# Coleus not fairing well?



## BoaGal (Jun 16, 2012)

This is the cage I just finished Saturday. Everything seems to be doing good except for the coleus. I've got 3 different plants and they're all dying. This is the lighting I have:
http://www.drsfostersmith.com/images/Categoryimages/larger/lg_rd_261254_12877.jpg

I didn't realize until after I got it that it's only 5000k. I didn't think to look since it specifically said it's for plants. I'm planning to get some different lighting. Just going to go with 6500k daylight fluorescent, this is the only planted vivarium I plan on having. Should one bulb do the trick, or will I need two? 24x18x24 Exo Terra.

Do you think the coleus are dying because they aren't getting enough light? Or do you think bare rooting was too hard on them? Should I buy some new coleus when I change the lighting or just switch them out for something else?


























These are the plants I had left over. Just threw them in a pot in the house. This coleus seems to be doing fine, but I did not bare root it either.


----------



## kate801 (Jul 7, 2011)

Hmmm, I've only ever used Coleus in my yard, but out there it's a shade loving plant and also gets pretty big.


----------



## klaus07 (Feb 7, 2012)

I have never tried Coleus in a terrarium. It just may not like the high humitidy. Or light is fine for growing plants. In fact many people use 3000 k bulbs to bring plants into flower. I would try one of the moisture loving begonias that stay small. 

Klaus


----------



## Zach Valois (Jun 7, 2012)

Hmm.. interesting. We have lots of these in our greenhouse, but I have never thought of trying them in a terrarium or viv. Typically we see the edges degrade as seen in your photos when Coleus has been repeatably allowed to become too dry. I might initially suspect that the bare root planting, compiled with varying moisture levels (changing degrees of too much and or too little moisture) is causing this. Especially with such a young fragile specimen.

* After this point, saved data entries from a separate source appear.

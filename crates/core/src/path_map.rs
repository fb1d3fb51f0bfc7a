// SPDX-License-Identifier: BUSL-1.1
// Copyright (c) 2026 Alfred Jean LLC

//! Longest-prefix map keyed by [`PathKey`].
//!
//! Each node can hold two bindings: an exact binding (matches only a
//! query with identical components) and a wildcard binding (matches
//! any extension of its components). Lookup returns the most-specific
//! match and can iterate outward through less-specific wildcard
//! bindings for fallback dispatch.

use crate::path_key::PathKey;
use smol_str::SmolStr;
use std::collections::HashMap;
use thiserror::Error;

/// Errors from map mutation.
#[derive(Debug, Clone, PartialEq, Eq, Error)]
pub enum PathMapError {
    #[error("key already bound: {0:?}")]
    AlreadyBound(PathKey),
}

#[derive(Debug)]
struct Node<V> {
    children: HashMap<SmolStr, Node<V>>,
    exact: Option<V>,
    wildcard: Option<V>,
}

impl<V> Default for Node<V> {
    fn default() -> Self {
        Self { children: HashMap::new(), exact: None, wildcard: None }
    }
}

/// A trie from [`PathKey`] to values with longest-prefix lookup.
#[derive(Debug)]
pub struct PathMap<V> {
    root: Node<V>,
    len: usize,
}

impl<V> Default for PathMap<V> {
    fn default() -> Self {
        Self::new()
    }
}

impl<V> PathMap<V> {
    pub fn new() -> Self {
        Self { root: Node::default(), len: 0 }
    }

    /// Number of bound keys.
    pub fn len(&self) -> usize {
        self.len
    }

    pub fn is_empty(&self) -> bool {
        self.len == 0
    }

    /// Bind `key` to `value`. Each key (components + wildcard flag)
    /// can be bound exactly once.
    pub fn add(&mut self, key: &PathKey, value: V) -> Result<(), PathMapError> {
        let mut node = &mut self.root;
        for component in key.components() {
            node = node.children.entry(component.clone()).or_default();
        }
        let slot = if key.is_wildcard() { &mut node.wildcard } else { &mut node.exact };
        if slot.is_some() {
            return Err(PathMapError::AlreadyBound(key.clone()));
        }
        *slot = Some(value);
        self.len += 1;
        Ok(())
    }

    /// Find the most-specific binding matching `query`.
    ///
    /// An exact binding matches only when the walk consumes the whole
    /// query and the query is itself non-wildcard; it beats any
    /// wildcard binding. Among wildcard bindings, the longest prefix
    /// wins. The returned match carries the unconsumed remainder and
    /// iterates through less-specific wildcard matches via
    /// [`PathMatch::next`].
    pub fn find(&self, query: &PathKey) -> Option<PathMatch<'_, V>> {
        let mut wildcards: Vec<(usize, &V)> = Vec::new();
        let mut node = &self.root;
        let mut consumed = 0;

        loop {
            if let Some(value) = &node.wildcard {
                wildcards.push((consumed, value));
            }
            if consumed == query.len() {
                break;
            }
            match node.children.get(&query.components()[consumed]) {
                Some(child) => {
                    node = child;
                    consumed += 1;
                }
                None => break,
            }
        }

        if consumed == query.len() && !query.is_wildcard() {
            if let Some(value) = &node.exact {
                return Some(PathMatch::new(
                    query.clone(),
                    query.len(),
                    false,
                    value,
                    wildcards,
                ));
            }
        }

        let (depth, value) = wildcards.pop()?;
        Some(PathMatch::new(query.clone(), depth, true, value, wildcards))
    }
}

/// A single lookup result: the stored key that matched, its value, and
/// the query components the stored key did not consume.
#[derive(Debug)]
pub struct PathMatch<'a, V> {
    query: PathKey,
    key: PathKey,
    remainder: PathKey,
    value: &'a V,
    /// Less-specific wildcard matches, most specific last.
    fallbacks: Vec<(usize, &'a V)>,
}

impl<'a, V> PathMatch<'a, V> {
    fn new(
        query: PathKey,
        depth: usize,
        wildcard: bool,
        value: &'a V,
        fallbacks: Vec<(usize, &'a V)>,
    ) -> Self {
        let key = PathKey::new(query.components()[..depth].to_vec(), wildcard);
        let remainder =
            PathKey::new(query.components()[depth..].to_vec(), query.is_wildcard());
        Self { query, key, remainder, value, fallbacks }
    }

    /// The stored key that matched.
    pub fn key(&self) -> &PathKey {
        &self.key
    }

    pub fn value(&self) -> &'a V {
        self.value
    }

    /// Query components beyond the stored key.
    pub fn key_remainder(&self) -> &PathKey {
        &self.remainder
    }

    /// Step outward to the next less-specific wildcard match.
    pub fn next(mut self) -> Option<PathMatch<'a, V>> {
        let (depth, value) = self.fallbacks.pop()?;
        Some(PathMatch::new(self.query, depth, true, value, self.fallbacks))
    }
}

#[cfg(test)]
#[path = "path_map_tests.rs"]
mod tests;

I would expect some degree of spindly growth from that light, but if this were the immediate case, then the plant would be generally healthy looking, but in obvious stretch for light. If your zamiifolia is ok, then I would assume that your substrate is not too moist. However, the tank has not been setup long as you said, and Z. zamiifolia takes some time to show poor conditions. 

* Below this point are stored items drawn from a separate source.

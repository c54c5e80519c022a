//! The n-puzzle: sliding tiles on a W×H board, encoded as a single
//! factorial rank over all tile values.
//!
//! Half of the n! permutations are unreachable (parity), which the codec
//! tolerates as holes. Boards beyond 20 tiles would overflow the 64-bit
//! rank and are rejected at load.

use crate::codec::factorial::MAX_PERMUTATION;
use crate::codec::{factorial, rank_permutation, unrank_permutation, StateSpace};
use crate::domain::parse::{missing_size, parse_size, warn_unknown, InstanceReader};
use crate::domain::{Domain, Successor};
use crate::error::{Result, SolveError};

/// An immutable n-puzzle instance.
pub struct NPuzzle {
    width: usize,
    height: usize,
    space: StateSpace,
    start: Tiles,
    goal: Vec<u8>,
}

/// One worker's tile arrangement.
#[derive(Debug, Clone, PartialEq, Eq)]
pub struct Tiles {
    cells: Vec<u8>,
    blank: usize,
}

impl NPuzzle {
    /// Parses an instance. The goal is always the identity arrangement:
    /// tiles ascending row-major with the blank last.
    pub fn load(text: &str) -> Result<Self> {
        let mut reader = InstanceReader::new(text);
        let mut size = None;
        let mut rows = None;

        while let Some(d) = reader.next_directive() {
            match d.keyword {
                "size" => size = Some(parse_size(&d)?),
                "map" => {
                    let (_, h) = size.ok_or_else(|| missing_size(&d))?;
                    // Rows may be wider than W characters because of
                    // {NNN} literals; take them raw.
                    rows = Some(
                        reader
                            .take_map_rows(usize::MAX, h)
                            .map(|r| r.into_iter().map(String::from).collect::<Vec<_>>())?,
                    );
                    break;
                }
                _ => warn_unknown(&d),
            }
        }

        let (width, height) = size.ok_or(SolveError::Parse {
            line: reader.line_no(),
            msg: "missing `size` directive".into(),
        })?;
        let rows = rows.ok_or(SolveError::Parse {
            line: reader.line_no(),
            msg: "missing `map` directive".into(),
        })?;

        let n = width * height;
        if n > MAX_PERMUTATION {
            return Err(SolveError::TooLarge(format!(
                "{n} tiles exceed the {MAX_PERMUTATION}-tile factorial rank"
            )));
        }

        let mut cells = Vec::with_capacity(n);
        for (y, row) in rows.iter().enumerate() {
            let tiles = parse_tile_row(row, y + 1)?;
            if tiles.len() != width {
                return Err(SolveError::Parse {
                    line: y + 1,
                    msg: format!("expected {width} tiles, found {}", tiles.len()),
                });
            }
            cells.extend(tiles);
        }

        let mut seen = vec![false; n];
        for &t in &cells {
            let t = t as usize;
            if t >= n || seen[t] {
                return Err(SolveError::Parse {
                    line: 0,
                    msg: format!("tiles are not a permutation of 0..{n}"),
                });
            }
            seen[t] = true;
        }
        let blank = cells.iter().position(|&t| t == 0).expect("0 is present");

        // Identity goal: 1, 2, …, n−1, blank.
        let mut goal: Vec<u8> = (1..n as u8).collect();
        goal.push(0);

        let space = StateSpace::from_max_rank(factorial(n) - 1);

        tracing::debug!(
            width,
            height,
            max_rank = space.max_rank(),
            "n-puzzle instance loaded"
        );
        Ok(Self {
            width,
            height,
            space,
            start: Tiles { cells, blank },
            goal,
        })
    }
}

fn parse_tile_row(row: &str, line: usize) -> Result<Vec<u8>> {
    let mut tiles = Vec::new();
    let mut chars = row.chars();
    while let Some(ch) = chars.next() {
        let value = match ch {
            ' ' | '0' => 0u64,
            '1'..='9' => ch as u64 - '0' as u64,
            'A'..='Z' => ch as u64 - 'A' as u64 + 10,
            'a'..='z' => ch as u64 - 'a' as u64 + 36,
            '{' => {
                let digits: String = chars.by_ref().take_while(|&c| c != '}').collect();
                digits.parse().map_err(|_| SolveError::Parse {
                    line,
                    msg: format!("bad tile literal {{{digits}}}"),
                })?
            }
            other => {
                return Err(SolveError::Parse {
                    line,
                    msg: format!("unknown tile character `{other}`"),
                })
            }
        };
        tiles.push(u8::try_from(value).map_err(|_| SolveError::Parse {
            line,
            msg: format!("tile {value} out of range"),
        })?);
    }
    Ok(tiles)
}

impl Domain for NPuzzle {
    type Config = Tiles;

    fn space(&self) -> StateSpace {
        self.space
    }

    fn start(&self) -> Tiles {
        self.start.clone()
    }

    fn encode(&self, cfg: &Tiles) -> Result<u64> {
        Ok(rank_permutation(&cfg.cells))
    }

    fn decode(&self, rank: u64, cfg: &mut Tiles) -> Result<()> {
        if rank > self.space.max_rank() {
            return Err(SolveError::Invariant(format!(
                "rank {rank} exceeds the state space"
            )));
        }
        unrank_permutation(rank, &mut cfg.cells);
        cfg.blank = cfg.cells.iter().position(|&t| t == 0).ok_or_else(|| {
            SolveError::Invariant("decoded board has no blank".into())
        })?;
        Ok(())
    }

    fn expand(&self, cfg: &mut Tiles, out: &mut Vec<Successor>) -> Result<()> {
        let (bx, by) = (cfg.blank % self.width, cfg.blank / self.width);
        for (dx, dy) in [(0isize, -1isize), (0, 1), (-1, 0), (1, 0)] {
            let (x, y) = (bx as isize + dx, by as isize + dy);
            if x < 0 || y < 0 || x >= self.width as isize || y >= self.height as isize {
                continue;
            }
            let from = y as usize * self.width + x as usize;
            let blank = cfg.blank;
            cfg.cells.swap(blank, from);
            cfg.blank = from;
            out.push(Successor {
                rank: rank_permutation(&cfg.cells),
                is_goal: cfg.cells == self.goal,
            });
            cfg.blank = blank;
            cfg.cells.swap(blank, from);
        }
        Ok(())
    }

    fn is_goal(&self, cfg: &Tiles) -> bool {
        cfg.cells == self.goal
    }

    fn render(&self, cfg: &Tiles) -> String {
        let mut out = String::new();
        for y in 0..self.height {
            for x in 0..self.width {
                let t = cfg.cells[y * self.width + x];
                match t {
                    0 => out.push(' '),
                    1..=9 => out.push((b'0' + t) as char),
                    10..=35 => out.push((b'A' + t - 10) as char),
                    36..=61 => out.push((b'a' + t - 36) as char),
                    _ => out.push_str(&format!("{{{t}}}")),
                }
            }
            out.push('\n');
        }
        out
    }
}

#[cfg(test)]
mod tests {
    use super::*;

    const TWO_BY_TWO: &str = "size 2 2\nmap\n31\n20\n";

    #[test]
    fn loads_and_roundtrips() {
        let dom = NPuzzle::load(TWO_BY_TWO).unwrap();
        assert_eq!(dom.space().count(), Some(24));
        let mut t = dom.start();
        for rank in 0..=dom.space().max_rank() {
            dom.decode(rank, &mut t).unwrap();
            assert_eq!(dom.encode(&t).unwrap(), rank);
        }
    }

    #[test]
    fn start_is_parsed_row_major() {
        let dom = NPuzzle::load(TWO_BY_TWO).unwrap();
        assert_eq!(dom.start.cells, vec![3, 1, 2, 0]);
        assert_eq!(dom.start.blank, 3);
    }

    #[test]
    fn rejects_non_permutations() {
        assert!(NPuzzle::load("size 2 2\nmap\n11\n20\n").is_err());
    }

    #[test]
    fn rejects_oversized_boards() {
        let rows: String = (0..21).map(|_| "1\n").collect();
        let text = format!("size 1 21\nmap\n{rows}");
        assert!(NPuzzle::load(&text).is_err());
    }
}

So in conclusion, my opinion would be to place a new coleus in the same spot. Keep the root mass in tact, tamp the soil firmly, and keep evenly moist but well drained.

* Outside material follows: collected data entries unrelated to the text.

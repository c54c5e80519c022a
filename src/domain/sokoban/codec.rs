//! Rank composition for Sokoban boards.
//!
//! Layer order, outer to inner: facing direction (slap variant only),
//! player position among empty floor, block placement over live floor,
//! one bit per popup wall. Decoding fixes the blocks first and then
//! indexes the player over the remaining empty floor, so whether the
//! player stands on live or dead floor never needs a case split.

use super::{Board, Cell, Dir, Sokoban};
use crate::codec::{rank_ones, UnrankOnes};
use crate::error::{Result, SolveError};

/// Facing digit meaning "no slap-relevant previous step".
const FACING_UNSET: u64 = 4;

impl Sokoban {
    pub(super) fn won(&self, board: &Board) -> bool {
        board.blocks_on_dest == self.destinations.len()
            && self.goal_cell.map_or(true, |g| board.player == g)
    }

    /// Facing digit after normalization: a direction survives encoding only
    /// while it still enables a slap, merging every quiescent state into
    /// the "unset" class.
    fn facing_digit(&self, board: &Board) -> u64 {
        match board.facing {
            Some(f) if self.slap_enables(board, f) => f.digit(),
            _ => FACING_UNSET,
        }
    }

    fn slap_enables(&self, board: &Board, facing: Dir) -> bool {
        facing
            .perpendicular()
            .into_iter()
            .any(|p| self.slap_cells(board, p).is_some())
    }

    pub(super) fn encode_board(&self, board: &Board) -> Result<u64> {
        let mut value = 0u64;
        if self.slap {
            value = self.facing_digit(board);
        }

        let player_radix = (self.cell_of_floor.len() - self.nblocks) as u64;
        let mut player_index = None;
        let mut empties = 0u64;
        for &fc in &self.cell_of_floor {
            let c = fc as usize;
            if board.blocks[c] {
                continue;
            }
            if c == board.player {
                player_index = Some(empties);
                break;
            }
            empties += 1;
        }
        let player_index = player_index.ok_or_else(|| {
            SolveError::Invariant("player is not on an empty floor cell".into())
        })?;
        value = value * player_radix + player_index;

        let nlive = self.cell_of_live.len();
        let block_radix = self.table.binomial(nlive, self.nblocks);
        let block_rank = rank_ones(
            &self.table,
            nlive,
            self.nblocks,
            self.cell_of_live
                .iter()
                .enumerate()
                .filter(|&(_, &c)| board.blocks[c as usize])
                .map(|(i, _)| i),
        );
        value = value * block_radix + block_rank;

        for &popped in &board.popped {
            value = value * 2 + u64::from(popped);
        }

        if value > self.space.max_rank() {
            return Err(SolveError::Invariant(format!(
                "encoded rank {value} exceeds the state space"
            )));
        }
        Ok(value)
    }

    pub(super) fn decode_board(&self, rank: u64, board: &mut Board) -> Result<()> {
        if rank > self.space.max_rank() {
            return Err(SolveError::Invariant(format!(
                "rank {rank} exceeds the state space"
            )));
        }
        let mut value = rank;

        for i in (0..board.popped.len()).rev() {
            board.popped[i] = value & 1 == 1;
            value >>= 1;
        }

        let nlive = self.cell_of_live.len();
        let block_radix = self.table.binomial(nlive, self.nblocks);
        let block_rank = value % block_radix;
        value /= block_radix;
        board.blocks.fill(false);
        board.blocks_on_dest = 0;
        for i in UnrankOnes::new(&self.table, nlive, self.nblocks, block_rank) {
            let c = self.cell_of_live[i] as usize;
            board.blocks[c] = true;
            if self.cells[c] == Cell::Destination {
                board.blocks_on_dest += 1;
            }
        }

        let player_radix = (self.cell_of_floor.len() - self.nblocks) as u64;
        let player_index = value % player_radix;
        value /= player_radix;
        let mut empties = 0u64;
        let mut player = None;
        for &fc in &self.cell_of_floor {
            let c = fc as usize;
            if board.blocks[c] {
                continue;
            }
            if empties == player_index {
                player = Some(c);
                break;
            }
            empties += 1;
        }
        board.player = player.ok_or_else(|| {
            SolveError::Invariant("player index exceeds the empty floor".into())
        })?;

        board.facing = if self.slap {
            debug_assert!(value <= FACING_UNSET);
            Dir::from_digit(value)
        } else {
            debug_assert_eq!(value, 0);
            None
        };
        Ok(())
    }
}
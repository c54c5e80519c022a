//! Mutable Sokoban configuration: the grid overlay of movable entities.

use super::Dir;

/// One worker's current configuration.
///
/// The static topology lives in [`super::Sokoban`]; a `Board` holds only
/// what moves: block occupancy, the player cell, the facing direction of
/// the last step (slap variant), and which popup walls have been popped.
#[derive(Debug, Clone, PartialEq, Eq)]
pub struct Board {
    /// Block occupancy, indexed by cell.
    pub(super) blocks: Vec<bool>,
    /// Player cell index.
    pub(super) player: usize,
    /// Direction of the player's previous step, `None` when unset.
    pub(super) facing: Option<Dir>,
    /// Popped state per popup index.
    pub(super) popped: Vec<bool>,
    /// Blocks currently sitting on destination cells.
    pub(super) blocks_on_dest: usize,
}

impl Board {
    pub(super) fn new(cells: usize, popups: usize) -> Self {
        Self {
            blocks: vec![false; cells],
            player: 0,
            facing: None,
            popped: vec![false; popups],
            blocks_on_dest: 0,
        }
    }

    /// Whether a block occupies `cell`.
    #[inline]
    pub fn has_block(&self, cell: usize) -> bool {
        self.blocks[cell]
    }

    /// The player's cell index.
    #[inline]
    pub fn player(&self) -> usize {
        self.player
    }

    /// Whether `cell` holds neither a block nor the player.
    #[inline]
    pub(super) fn is_clear(&self, cell: usize) -> bool {
        !self.blocks[cell] && self.player != cell
    }
}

Don't give up and let us know how the replacement fairs!


----------



## Jason DeSantis (Feb 2, 2006)

Colues are good garden growers here in Florida. They seem to like it warm and humid with all the rain we get. Only problem is they will outgrow your viv in about a month. They are fast growers and will spread out some. I would consider using some pileas or small fittonias in those spots instead. Also your "zz plant" will outgrow your viv as well.
Jason


----------



## Duff (Aug 4, 2011)

FWIW - I also have several colues outside in pots in the bright shade (we're dry over here in Dallas and in the high 90's) they love to be moist all the time when it's /hot and will get some leaf drying out (like your picture) so I think it might be due to lack of water. I pinch mine back regularly and they stay about 12 inches tall and as wide. If you do pull it out, cut it back to just above the last set of leaves and re-pot - it should bounce right back.


----------



## bsr8129 (Sep 23, 2010)

I have some of those in my plant grow out viv and they are doing pretty well, but they get tall and lengthy. I have some growing outside and they stayed small and just grew outward. When i planted them in the viv, just put them in the soil and let them do thier thing, i have a 32w(i think) 6500kcfl bulb over them


----------



## BoaGal (Jun 16, 2012)

Thanks for the help. I was reading about coleus last night and found out you can root them pretty easy from clippings. So, I took a clipping off of my healthy plant and put it in water inside the vivarium. It's already starting to turn brown and wilt. Is it the light then?


----------



## Duff (Aug 4, 2011)

I would add soil to the the container you have it in (in the picture) keep the soil moist until it adjusts. Give it a several days to a week , that might be a better indicator. And maybe move it to the more shaded area for now?


----------



## Jason DeSantis (Feb 2, 2006)

BoaGal said:


> Thanks for the help. I was reading about coleus last night and found out you can root them pretty easy from clippings. So, I took a clipping off of my healthy plant and put it in water inside the vivarium. It's already starting to turn brown and wilt. Is it the light then?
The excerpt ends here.